Instructions to follow =>
Produce word for word the lines of the data below running from the one that has "d if d <= FAIR_MAX_DIFF" to the one that has "let (home, away) = record.scores()?;", inclusive, and no others.

Data =>
•••••

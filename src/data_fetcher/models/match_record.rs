use chrono::NaiveDateTime;
use serde::{Deserialize, Serialize};

/// One fixture in source-independent form.
///
/// Identifiers are kept as the upstream text. Anything comparing them goes
/// through [`ids_equal`] so numeric and string ids from different sources
/// line up.
#[derive(Debug, Clone, PartialEq, Eq, Serialize, Deserialize)]
pub struct MatchRecord {
    pub match_id: Option<String>,
    pub date: Option<NaiveDateTime>,
    pub home_team_id: Option<String>,
    pub away_team_id: Option<String>,
    pub home_team_name: Option<String>,
    pub away_team_name: Option<String>,
    /// `None` together with `away_score` when the match has not been played.
    pub home_score: Option<u32>,
    pub away_score: Option<u32>,
    pub venue: Option<String>,
    pub tournament_id: u32,
    pub tournament_name: String,
}

impl MatchRecord {
    /// True iff both scores are present. Always derived, never stored.
    pub fn is_played(&self) -> bool {
        self.home_score.is_some() && self.away_score.is_some()
    }

    /// Both scores as `(home, away)` when the match has been played.
    pub fn scores(&self) -> Option<(u32, u32)> {
        match (self.home_score, self.away_score) {
            (Some(home), Some(away)) => Some((home, away)),
            _ => None,
        }
    }

    /// Whether `team_id` is the home side (string comparison).
    pub fn is_home_team(&self, team_id: &str) -> bool {
        ids_equal(self.home_team_id.as_deref(), team_id)
    }

    /// Whether `team_id` is the away side (string comparison).
    pub fn is_away_team(&self, team_id: &str) -> bool {
        ids_equal(self.away_team_id.as_deref(), team_id)
    }

    pub fn involves_team(&self, team_id: &str) -> bool {
        self.is_home_team(team_id) || self.is_away_team(team_id)
    }

    /// Date part for display, `"Unknown date"` when missing.
    pub fn display_date(&self) -> String {
        self.date
            .map(|d| d.format("%Y-%m-%d").to_string())
            .unwrap_or_else(|| "Unknown date".to_string())
    }

    /// Score for display, `"Not played"` when missing.
    pub fn display_score(&self) -> String {
        match self.scores() {
            Some((home, away)) => format!("{home}-{away}"),
            None => "Not played".to_string(),
        }
    }
}

/// Compares an upstream identifier with a caller-supplied one as strings.
///
/// Sources disagree on whether ids are numbers or text, so both sides are
/// trimmed and compared textually. A missing id never matches.
pub fn ids_equal(upstream: Option<&str>, other: &str) -> bool {
    match upstream {
        Some(id) => id.trim() == other.trim(),
        None => false,
    }
}

#[cfg(test)]
mod tests {
    use super::*;
    use chrono::NaiveDate;

    fn record(home: Option<u32>, away: Option<u32>) -> MatchRecord {
        MatchRecord {
            match_id: Some("555".to_string()),
            date: NaiveDate::from_ymd_opt(2024, 5, 12).and_then(|d| d.and_hms_opt(17, 0, 0)),
            home_team_id: Some("170".to_string()),
            away_team_id: Some("103".to_string()),
            home_team_name: Some("Grótta".to_string()),
            away_team_name: Some("KR".to_string()),
            home_score: home,
            away_score: away,
            venue: Some("Vivaldivöllurinn".to_string()),
            tournament_id: 47844,
            tournament_name: "Íslandsmót 5. flokkur karla A".to_string(),
        }
    }

    #[test]
    fn test_is_played_requires_both_scores() {
        assert!(record(Some(3), Some(1)).is_played());
        assert!(record(Some(0), Some(0)).is_played());
        assert!(!record(None, None).is_played());
        assert!(!record(Some(2), None).is_played());
        assert!(!record(None, Some(2)).is_played());
    }

    #[test]
    fn test_team_sides_compare_as_strings() {
        let m = record(Some(1), Some(1));
        assert!(m.is_home_team("170"));
        assert!(m.is_home_team(&170.to_string()));
        assert!(m.is_away_team(" 103 "));
        assert!(!m.involves_team("999"));
    }

    #[test]
    fn test_missing_id_never_matches() {
        assert!(!ids_equal(None, ""));
        assert!(!ids_equal(None, "170"));
    }

    #[test]
    fn test_display_helpers() {
        let played = record(Some(3), Some(1));
        assert_eq!(played.display_date(), "2024-05-12");
        assert_eq!(played.display_score(), "3-1");

        let mut unplayed = record(None, None);
        unplayed.date = None;
        assert_eq!(unplayed.display_date(), "Unknown date");
        assert_eq!(unplayed.display_score(), "Not played");
    }

    #[test]
    fn test_serde_uses_iso_dates() {
        let json = serde_json::to_string(&record(Some(3), Some(1))).unwrap();
        assert!(json.contains("\"date\":\"2024-05-12T17:00:00\""));
        let back: MatchRecord = serde_json::from_str(&json).unwrap();
        assert_eq!(back, record(Some(3), Some(1)));
    }
}
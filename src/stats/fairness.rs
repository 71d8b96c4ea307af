use serde::Serialize;
use std::fmt;

use super::{AggregateStats, percentage};
use crate::data_fetcher::models::MatchRecord;

/// Largest goal difference still counted as fair.
pub const FAIR_MAX_DIFF: u32 = 2;
/// Largest goal difference counted as uneven. Anything above is devastating.
pub const UNEVEN_MAX_DIFF: u32 = 5;

/// Bucket of a played match by absolute goal difference.
#[derive(Debug, Clone, Copy, PartialEq, Eq, Hash, Serialize)]
pub enum Fairness {
    Fair,
    Uneven,
    Devastating,
}

impl fmt::Display for Fairness {
    fn fmt(&self, f: &mut fmt::Formatter<'_>) -> fmt::Result {
        let label = match self {
            Fairness::Fair => "fair",
            Fairness::Uneven => "uneven",
            Fairness::Devastating => "devastating",
        };
        f.write_str(label)
    }
}

/// 0-2 fair, 3-5 uneven, 6 and up devastating.
pub fn classify_goal_difference(diff: u32) -> Fairness {
    match diff {
        d if d <= FAIR_MAX_DIFF => Fairness::Fair,
        d if d <= UNEVEN_MAX_DIFF => Fairness::Uneven,
        _ => Fairness::Devastating,
    }
}

/// `None` iff the match isn't played.
pub fn classify_fairness(record: &MatchRecord) -> Option<Fairness> {
    let (home, away) = record.scores()?;
    Some(classify_goal_difference(home.abs_diff(away)))
}

#[derive(Debug, Clone, Copy, Default, PartialEq, Serialize)]
pub struct FairnessStats {
    pub fair: usize,
    pub uneven: usize,
    pub devastating: usize,
    pub not_played: usize,
    pub fair_pct: f64,
    pub uneven_pct: f64,
    pub devastating_pct: f64,
}

impl FairnessStats {
    pub fn played(&self) -> usize {
        self.fair + self.uneven + self.devastating
    }
}

impl fmt::Display for FairnessStats {
    fn fmt(&self, f: &mut fmt::Formatter<'_>) -> fmt::Result {
        write!(
            f,
            "(Fair: {:.1}% / Uneven: {:.1}% / Devastating: {:.1}%)",
            self.fair_pct, self.uneven_pct, self.devastating_pct
        )
    }
}

/// Counts fairness buckets over `matches`.
pub fn fairness_stats<'a, I>(matches: I) -> AggregateStats<FairnessStats>
where
    I: IntoIterator<Item = &'a MatchRecord>,
{
    let mut stats = FairnessStats::default();
    for record in matches {
        match classify_fairness(record) {
            Some(Fairness::Fair) => stats.fair += 1,
            Some(Fairness::Uneven) => stats.uneven += 1,
            Some(Fairness::Devastating) => stats.devastating += 1,
            None => stats.not_played += 1,
        }
    }

    let played = stats.played();
    if played == 0 {
        return AggregateStats::NoMatchesPlayed {
            not_played: stats.not_played,
        };
    }

    stats.fair_pct = percentage(stats.fair, played);
    stats.uneven_pct = percentage(stats.uneven, played);
    stats.devastating_pct = percentage(stats.devastating, played);
    AggregateStats::Computed(stats)
}
use crate::constants::cache_ttl;
use crate::error::AppError;
use std::path::Path;

/// Validates that an endpoint looks like an http(s) URL or a bare domain.
pub fn validate_endpoint(name: &str, endpoint: &str) -> Result<(), AppError> {
    if endpoint.is_empty() {
        return Err(AppError::config_error(format!("{name} cannot be empty")));
    }

    if !endpoint.starts_with("http://") && !endpoint.starts_with("https://") {
        // Without a protocol it should at least look like a domain
        if !endpoint.contains('.') && !endpoint.starts_with("localhost") {
            return Err(AppError::config_error(format!(
                "{name} must be a valid URL or domain name"
            )));
        }
    }

    Ok(())
}

/// Validates the configuration settings
///
/// # Validation Rules
/// - Both endpoints must be non-empty URLs or domain names
/// - HTTP timeout and cache TTL must be positive, the TTL at most `cache_ttl::MAX_DAYS`
/// - If log file path is provided, it cannot be empty and its parent must be creatable
pub fn validate_config(
    soap_url: &str,
    web_base_url: &str,
    log_file_path: &Option<String>,
    http_timeout_seconds: u64,
    cache_ttl_days: u64,
) -> Result<(), AppError> {
    validate_endpoint("SOAP URL", soap_url)?;
    validate_endpoint("Web base URL", web_base_url)?;

    if http_timeout_seconds == 0 {
        return Err(AppError::config_error("HTTP timeout must be at least 1 second"));
    }

    if cache_ttl_days == 0 {
        return Err(AppError::config_error("Cache TTL must be at least 1 day"));
    }

    if cache_ttl_days > cache_ttl::MAX_DAYS {
        return Err(AppError::config_error(format!(
            "Cache TTL must be at most {} days",
            cache_ttl::MAX_DAYS
        )));
    }

    if let Some(log_path) = log_file_path {
        if log_path.is_empty() {
            return Err(AppError::config_error("Log file path cannot be empty"));
        }

        if let Some(parent) = Path::new(log_path).parent()
            && !parent.as_os_str().is_empty()
            && !parent.exists()
        {
            std::fs::create_dir_all(parent).map_err(|e| {
                AppError::config_error(format!(
                    "Cannot create log directory '{}': {}",
                    parent.display(),
                    e
                ))
            })?;
        }
    }

    Ok(())
}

•••••

Response to this task =>
        d if d <= FAIR_MAX_DIFF => Fairness::Fair,
        d if d <= UNEVEN_MAX_DIFF => Fairness::Uneven,
        _ => Fairness::Devastating,
    }
}

/// `None` iff the match isn't played.
pub fn classify_fairness(record: &MatchRecord) -> Option<Fairness> {
    let (home, away) = record.scores()?;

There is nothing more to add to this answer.